Donald Murdock was on probation when a police officer saw him run outside of a vacant apartment. Indianapolis Metropolitan Police Department officer Vincent Stewart was responding to a call regarding a person fleeing from another officer. Stewart chased Murdock, identified himself as an officer and ordered him to stop. Murdock shoved Stewart; Stewart was able to take him into custody after pepper spraying Murdock.

The trial court ordered Murdock serve 3 ½ years of his previously suspended sentence after finding he violated his probation by committing Class A misdemeanor resisting law enforcement.

Murdock does not dispute that he fled from Stewart after being told to stop but claimed that the trial court erred in finding that he committed Class A misdemeanor resisting law enforcement because Stewart allegedly lacked reasonable suspicion to detain him.

In Donald Murdock v. State of Indiana, 48A02-1306-CR-565, Judges Cale Bradford and Rudolph Pyle III affirmed, citing a long line of cases, starting with Corbin v. State, 568 N.E.2d 1064, 1065 (Ind. Ct. App. 1991), that have held that even if a police officer does not have reasonable suspicion to stop a defendant, the defendant has no right to flee when the officer orders him to stop.

Bradford also wrote in a footnote, “Murdock relies on a recent decision from this court to support his argument that he had a right to flee from an illegal detention, Gaddie v. State, 991 N.E.2d 137, 141 (Ind. Ct. App. 2013), trans. granted, opinion vacated, 999 N.E.2d 417 (Ind. 2012). Gaddie, however, has been vacated by order of the Indiana Supreme Court. Unless and until the Indiana Supreme Court determines that one has the right to flee from an unlawful police request to stop, we shall follow the myriad Indiana cases holding that one has no such right.”

Judge Paul Mathias dissented, citing Terry v. Ohio, 392 U.S. 1 (1968), and Litchfield v. State, 824 N.E.2d 356, 363 (Ind. 2005).

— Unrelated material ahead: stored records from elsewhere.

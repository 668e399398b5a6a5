//! # Generic gRPC Transport
//!
//! Low-level building blocks for performing unary gRPC calls with message types that
//! are only known at runtime.
//!
//! Unlike standard `tonic` clients which are strongly typed (e.g., `HelloRequest`),
//! the components here work with [`prost_reflect::DynamicMessage`] values, serialized
//! against descriptors resolved through reflection or a local descriptor store.
pub mod client;
pub mod codec;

Corbin and its progeny provide Hoosiers with some stark choices. If an otherwise law-abiding citizen chooses to walk on, rather than engage in a conversation offered by a law enforcement officer, is that conduct resisting law enforcement? If it is not, then why shouldn’t the law and common sense demand that the officer have the articulable facts and reasonable suspicion called for in Terry before that conduct becomes the crime of resisting law enforcement? Do we as a society want to empower law enforcement to be able to stop anyone, at any time, without articulable facts that lead an officer to reasonable suspicion that criminal activity may be afoot? I hope not,” he wrote.

“If otherwise law-abiding citizens cannot legally refuse to engage with a law enforcement officer, then there is no such thing as a consensual encounter between law enforcement officers and citizens. Every such encounter would be a seizure under the law and would require the administration of a Miranda advisement. Is that that kind of society we want to live in? Does law enforcement want to lose the helpful tool of consensual encounters with citizens? I hope not.”